The two MC’s focus on the music surrounding them and not their customers
The incorporation of films within music has become increasingly common. Often times they are sampled for songs or interludes and become the inspiration for a concept. Fly Anakin and Pink Siifu are a part of this collection of artists who were inspired. The two teamed up for FlySiifu’s, where the concept is two guys who work in a record shop that discuss various topics and deal with some angry customers. This comes after the two have released projects already this year. In April, the Alabama rapper, Pink Siifu, put out NEGRO. The Virginian rapper, Fly Anakin, released two albums, At the End of the Day and The 8’s (2015-2018). With the success of their personal records, they come together with the help of various producers and features to create a cohesive and fun LP.
Starting off the album is “Kin’Tro” which is produced by Mejiwahn; it introduces the theme of the album. With a jazzy hip-hop beat, the two discuss life and experiences almost like two coworkers would do to pass the time on a slow day. “Runthafade” is produced by Lastnamedavid who gives people a jazzy beat, but also fuses it with a lo-fi trap undertone that Siifu and Anakin rap over effortlessly. “Richard Pryor” is the second single off the album and is produced by Playa Haze. With a good balance between calm and intense sounding lyricism, the two go on about hustling and how eventually that money goes away. “Uncle Sam gave me his hand I put the cash in it.” A skit from the late comedian is heard at the end to finish off the track.
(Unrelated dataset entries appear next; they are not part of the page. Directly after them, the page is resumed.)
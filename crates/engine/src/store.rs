//! Append-only CSV persistence of records.
//!
//! The file on disk is the source of truth: it is read once by
//! [`RecordStore::load`] and from then on only ever appended to. The store
//! also keeps the full dataset in memory, in insertion order.
use std::{
    fs::{self, File, OpenOptions},
    io::{self, Read, Seek, SeekFrom, Write},
    path::{Path, PathBuf},
};

use serde::{Deserialize, Serialize};

use crate::{Amount, COLUMNS, EngineError, Record, RecordKind, ResultEngine};

/// One line of the persisted table, exactly as it is written.
#[derive(Debug, Serialize, Deserialize)]
struct Row {
    date: String,
    #[serde(rename = "type")]
    kind: String,
    category: String,
    amount: String,
    description: Option<String>,
}

impl From<&Record> for Row {
    fn from(record: &Record) -> Self {
        Self {
            date: record.date.clone(),
            kind: record.kind.label().to_string(),
            category: record.category.clone(),
            amount: record.amount.to_string(),
            description: record.description.clone(),
        }
    }
}

impl TryFrom<Row> for Record {
    type Error = EngineError;

    fn try_from(row: Row) -> Result<Self, Self::Error> {
        let kind: RecordKind = row.kind.parse()?;
        let amount: Amount = row.amount.parse()?;
        if !amount.is_positive() {
            return Err(EngineError::InvalidAmount(format!(
                "amount must be > 0, got {amount}"
            )));
        }
        Ok(Self {
            date: row.date,
            kind,
            category: row.category,
            amount,
            description: row.description.filter(|d| !d.trim().is_empty()),
        })
    }
}

/// The persisted table plus its in-memory copy.
#[derive(Debug)]
pub struct RecordStore {
    path: PathBuf,
    records: Vec<Record>,
}

impl RecordStore {
    /// Reads the whole table at `path`.
    ///
    /// A missing (or empty) file is an empty dataset. A file that exists but
    /// cannot be parsed is an error naming the offending line.
    pub fn load(path: impl Into<PathBuf>) -> ResultEngine<Self> {
        let path = path.into();
        let file = match File::open(&path) {
            Ok(file) => file,
            Err(err) if err.kind() == io::ErrorKind::NotFound => {
                tracing::info!("no record table at {}, starting empty", path.display());
                return Ok(Self {
                    path,
                    records: Vec::new(),
                });
            }
            Err(err) => return Err(err.into()),
        };

        let mut reader = csv::ReaderBuilder::new().from_reader(file);
        let headers = reader.headers()?.clone();
        if headers.is_empty() {
            return Ok(Self {
                path,
                records: Vec::new(),
            });
        }
        if headers.iter().map(str::trim).ne(COLUMNS) {
            return Err(EngineError::Corrupt {
                line: 1,
                reason: format!(
                    "expected header \"{}\", found \"{}\"",
                    COLUMNS.join(","),
                    headers.iter().collect::<Vec<_>>().join(",")
                ),
            });
        }

        let mut records = Vec::new();
        for raw in reader.records() {
            let raw = raw?;
            let line = raw.position().map_or(0, |pos| pos.line());
            let row: Row = raw.deserialize(Some(&headers))?;
            let record = Record::try_from(row).map_err(|err| EngineError::Corrupt {
                line,
                reason: err.to_string(),
            })?;
            records.push(record);
        }

        tracing::info!("loaded {} records from {}", records.len(), path.display());
        Ok(Self { path, records })
    }

    /// Where the table lives on disk.
    #[must_use]
    pub fn path(&self) -> &Path {
        &self.path
    }

    /// The fixed column set of the table.
    #[must_use]
    pub fn columns(&self) -> &'static [&'static str] {
        &COLUMNS
    }

    /// All records, in the order they were saved.
    #[must_use]
    pub fn records(&self) -> &[Record] {
        &self.records
    }

    #[must_use]
    pub fn len(&self) -> usize {
        self.records.len()
    }

    #[must_use]
    pub fn is_empty(&self) -> bool {
        self.records.is_empty()
    }

    /// Appends one record to the file, then to the in-memory table.
    ///
    /// The header is written only when the file is new or empty. Existing
    /// rows are never touched. On error the in-memory table is unchanged.
    pub fn append(&mut self, record: Record) -> ResultEngine<()> {
        let needs_header = match fs::metadata(&self.path) {
            Ok(meta) => meta.len() == 0,
            Err(err) if err.kind() == io::ErrorKind::NotFound => true,
            Err(err) => return Err(err.into()),
        };
        if needs_header
            && let Some(parent) = self.path.parent()
            && !parent.as_os_str().is_empty()
        {
            fs::create_dir_all(parent)?;
        }

        let mut file = OpenOptions::new()
            .create(true)
            .append(true)
            .read(true)
            .open(&self.path)?;
        if !needs_header && !ends_with_newline(&mut file)? {
            file.write_all(b"\n")?;
        }

        let mut writer = csv::WriterBuilder::new()
            .has_headers(needs_header)
            .from_writer(file);
        writer.serialize(Row::from(&record))?;
        writer.flush()?;

        tracing::debug!("appended record: {record}");
        self.records.push(record);
        Ok(())
    }
}

fn ends_with_newline(file: &mut File) -> io::Result<bool> {
    if file.seek(SeekFrom::End(0))? == 0 {
        return Ok(true);
    }
    file.seek(SeekFrom::End(-1))?;
    let mut last = [0u8; 1];
    file.read_exact(&mut last)?;
    Ok(last[0] == b'\n')
}

#[cfg(test)]
mod tests {
    use super::*;

    #[test]
    fn row_with_blank_description_has_none() {
        let row = Row {
            date: "2024-01-05 10:00:00".to_string(),
            kind: "Expense".to_string(),
            category: "Food".to_string(),
            amount: "20.0".to_string(),
            description: Some("  ".to_string()),
        };
        let record = Record::try_from(row).unwrap();
        assert_eq!(record.amount, Amount::new(2000));
        assert_eq!(record.description, None);
    }

    #[test]
    fn row_with_zero_amount_is_rejected() {
        let row = Row {
            date: "2024-01-05 10:00:00".to_string(),
            kind: "Income".to_string(),
            category: "Salary".to_string(),
            amount: "0".to_string(),
            description: None,
        };
        assert!(matches!(
            Record::try_from(row),
            Err(EngineError::InvalidAmount(_))
        ));
    }
}
use super::{access_denied, JsonBody};
use crate::{
    errors::{AppError, AppResult},
    security,
    server::AppState,
};
use axum::{
    extract::{multipart::MultipartError, Multipart, State},
    http::StatusCode,
    Json,
};
use bytes::Bytes;
use serde::Deserialize;
use serde_json::{json, Value};
use std::fs;

const INVALID_NAME: &str = "Invalid dataset name";

#[derive(Debug, Deserialize)]
pub struct NameRequest {
    #[serde(default)]
    pub name: Option<String>,
}

/// Lower-cases and collapses every run of characters outside `[a-z0-9]`
/// into one underscore.
pub fn clean_dataset_name(name: &str) -> String {
    let mut out = String::with_capacity(name.len());
    let mut in_run = false;
    for ch in name.to_lowercase().chars() {
        if ch.is_ascii_lowercase() || ch.is_ascii_digit() {
            out.push(ch);
            in_run = false;
        } else if !in_run {
            out.push('_');
            in_run = true;
        }
    }
    out
}

/// Keeps `[A-Za-z0-9.-]`, replacing anything else with `_`.
pub fn clean_file_name(name: &str) -> String {
    name.chars()
        .map(|c| if c.is_ascii_alphanumeric() || c == '.' || c == '-' { c } else { '_' })
        .collect()
}

pub async fn create(State(state): State<AppState>, JsonBody(req): JsonBody<NameRequest>) -> AppResult<Json<Value>> {
    let raw = req.name.as_deref().ok_or_else(|| AppError::InvalidInput(INVALID_NAME.into()))?;
    let name = clean_dataset_name(raw);

    let root = state.settings.datasets_root().await?;
    let dataset = root.join(&name);
    if !security::is_strictly_inside(&root, &dataset) {
        return Err(AppError::InvalidInput(INVALID_NAME.into()));
    }

    fs::create_dir_all(&dataset).map_err(AppError::io)?;
    tracing::info!(dataset = %dataset.display(), "dataset created");
    Ok(Json(json!({"success": true, "name": name})))
}

pub async fn delete(State(state): State<AppState>, JsonBody(req): JsonBody<NameRequest>) -> AppResult<Json<Value>> {
    let name = security::get_non_empty_string(req.name.as_deref())
        .ok_or_else(|| AppError::InvalidInput(INVALID_NAME.into()))?;

    let root = state.settings.datasets_root().await?;
    let dataset = root.join(name);
    if !security::is_strictly_inside(&root, &dataset) {
        return Err(AppError::InvalidInput(INVALID_NAME.into()));
    }

    let Ok(meta) = fs::symlink_metadata(&dataset) else {
        return Ok(Json(json!({"success": true})));
    };
    if meta.is_dir() {
        fs::remove_dir_all(&dataset).map_err(AppError::io)?;
    } else {
        fs::remove_file(&dataset).map_err(AppError::io)?;
    }
    tracing::info!(dataset = %dataset.display(), "dataset deleted");
    Ok(Json(json!({"success": true})))
}

fn multipart_error(err: MultipartError) -> AppError {
    if err.status() == StatusCode::PAYLOAD_TOO_LARGE {
        AppError::RequestTooLarge
    } else {
        AppError::InvalidInput(err.body_text())
    }
}

pub async fn upload(State(state): State<AppState>, mut multipart: Multipart) -> AppResult<Json<Value>> {
    let root = state.settings.datasets_root().await?;

    let mut dataset_name: Option<String> = None;
    let mut files: Vec<(Option<String>, Bytes)> = Vec::new();
    while let Some(field) = multipart.next_field().await.map_err(multipart_error)? {
        let field_name = field.name().map(str::to_string);
        match field_name.as_deref() {
            Some("datasetName") => dataset_name = Some(field.text().await.map_err(multipart_error)?),
            Some("files") => {
                let file_name = field.file_name().map(str::to_string);
                let data = field.bytes().await.map_err(multipart_error)?;
                files.push((file_name, data));
            }
            _ => {}
        }
    }

    let name = security::must_be_non_empty_string(dataset_name.as_deref(), "datasetName")?;
    if files.is_empty() {
        return Err(AppError::InvalidInput("No files provided".into()));
    }

    let upload_dir = root.join(name);
    if !security::is_strictly_inside(&root, &upload_dir) {
        return Err(AppError::InvalidInput("Invalid datasetName".into()));
    }

    // validate every name before anything lands on disk
    let mut planned = Vec::with_capacity(files.len());
    for (file_name, data) in files {
        let file_name = file_name
            .filter(|n| !n.is_empty())
            .ok_or_else(|| AppError::InvalidInput("Invalid file upload".into()))?;
        let clean = clean_file_name(&file_name);
        if clean == "." || clean == ".." {
            return Err(AppError::InvalidInput("Invalid filename".into()));
        }
        let target = upload_dir.join(&clean);
        if !security::is_strictly_inside(&upload_dir, &target) {
            return Err(access_denied(&target, &[&upload_dir]));
        }
        planned.push((clean, target, data));
    }

    fs::create_dir_all(&upload_dir).map_err(AppError::io)?;
    let mut saved = Vec::with_capacity(planned.len());
    for (clean, target, data) in planned {
        fs::write(&target, &data).map_err(AppError::io)?;
        saved.push(clean);
    }
    tracing::info!(dataset = %upload_dir.display(), count = saved.len(), "files uploaded");

    Ok(Json(json!({"message": "Files uploaded successfully", "files": saved})))
}
mod config;
mod errors;
mod handlers;
mod logging;
mod paths;
mod security;
mod server;
mod settings;


use crate::config::Config;
use crate::paths::Layout;
use crate::server::AppState;
use crate::settings::{
    store::{JsonFileStore, SettingsStore},
    SettingsCache,
};
use anyhow::Context;
use std::path::PathBuf;
use std::sync::Arc;
use tracing::info;

#[tokio::main]
async fn main() -> anyhow::Result<()> {
    logging::init();

    let args: Vec<String> = std::env::args().collect();
    let mut config_path: Option<PathBuf> = None;
    let mut i = 1;
    while i < args.len() {
        match args[i].as_str() {
            "--config" => {
                i += 1;
                let Some(path) = args.get(i) else {
                    anyhow::bail!("--config requires a path");
                };
                config_path = Some(PathBuf::from(path));
            }
            other => anyhow::bail!("unknown argument: {other}"),
        }
        i += 1;
    }

    let cfg = Config::load_or_default(config_path.as_deref()).context("loading config")?;
    cfg.validate().context("validating config")?;

    let layout = Layout::discover();
    let settings_path = cfg.settings_path(&layout);
    let store: Arc<dyn SettingsStore> = Arc::new(JsonFileStore::new(&settings_path));
    let settings = Arc::new(SettingsCache::new(store.clone(), layout));

    info!(
        toolkit_root = %settings.layout().root().display(),
        settings_path = %settings_path.display(),
        auth = cfg.bearer_token().is_some(),
        "aitk-server ready"
    );

    let state = AppState { cfg: Arc::new(cfg), settings, store };
    server::serve(state).await
}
“Mind Right” is the last single and is produced by former Vine comedian Jay Versace, who has been becoming a lot more known for his hand in producing. This track is a lot hazier than the other singles, almost like it is mimicking an old record. A loose piano progression, heavy bass and lack of drums allows Siifu and Anakin to have freedom in their flows. When both rapping and singing the MC’s voices mesh well with the production. A verse from Liv.e comes at the end and it’s nothing short of beautiful. Her voice blends in perfectly allowing her more poetic wordplay to balance out the bars of the others on the track. Here, they focus on what it means to get one’s mind right and focused, and how different and almost unattainable it feels.
“Clean” features Liv.e once again and is the second track produce by Lastnamedavid. It’s a lot more quicker than the track prior with the three of them. Lastnamedavid includes a light drum pattern that fills up the beat. All three artists come on the chorus, blending together nicely to let people know no matter what occurs, as long as it’s clean in the end, make it happen. “Creme’s Interlude” features Fousheé, whose voice practically melts over the track. With production from Crème, it has a groovy feel with the hi-hats, bass drum, bass guitar and electric guitar doing very minimal work.
“Time Up” is produced by Madlib and gives the most hip-hop elements within the beat and delivery. Coming in just shy of two minutes, it is a quick but great moment as the two MC’s demonstrate just how good their wordplay and flows are. “Dollar Dr. Dream” is the first single from the LP and the last in the sequence. With Animoss as the producer, there is a soft boom-bap beat and a sample from the Martin Luther King Jr episode of The Boondocks. Siifu and Anakin talk about the dreams they had, how money plays a role and how there isn’t room for mistakes. The two come together to repeat “dollar and a dream” up until the last couple seconds of the record, ending the album in a satisfying way.
Throughout the album, listeners have various skits that act as voicemails of disgruntled customers (peers of the two) of the record store. “Fly Siifu’s Voicemail” is the first skit off the LP. While this is not an angry voicemail, it is a more of a phone call promoting all the things Fly Siifu’s Records and Tapes has to offer. “One Hit Moo Skit” is the first phone call from a customer. They’ve been trying to contact the business for a few days and have been wanting specific records. “Black Bitches Matter Hoe” is a cameo from BbyMutha who is upset that her order hasn’t come in five days later. Her tone and word choice make the skit really enjoyable as she goes off about how the COVID-19 quarantine and her being a Black woman should inspire them to hurry up and provide her with her order.
“Creme’s Interlude” also includes a skit in the beginning and the end. It starts with the customer asking to pick up the record in the store. At the end, the frustration comes due to them having to be on voicemail. She goes on to state, “C’mon Pink Siifu, Fly Anakin I know you’re there. You’re not doing anything it’s a record shop. You’re fucking sitting there collecting dust.” “Pick Up TF Phone” is the last skit on the album. Instead of a customer, it seems as if it is coming from their boss who is not too pleased with losing money. It is a great ending to complete the frustrated phone calls and a nice transition into the final track.
FlySiifu’s, while talking about matters that are serious, is a fun album. The mixing of the skits within the sampled and jazzy tracks really gives that record store feel, almost as if there is a lens on the two MC’s in the store playing a track, having discussion and ignoring the phone. It is a cohesive album both lyrically and production wise. Despite being slightly different, Fly Anakin and Pink Siifu really come together greatly on FlySiifu’s.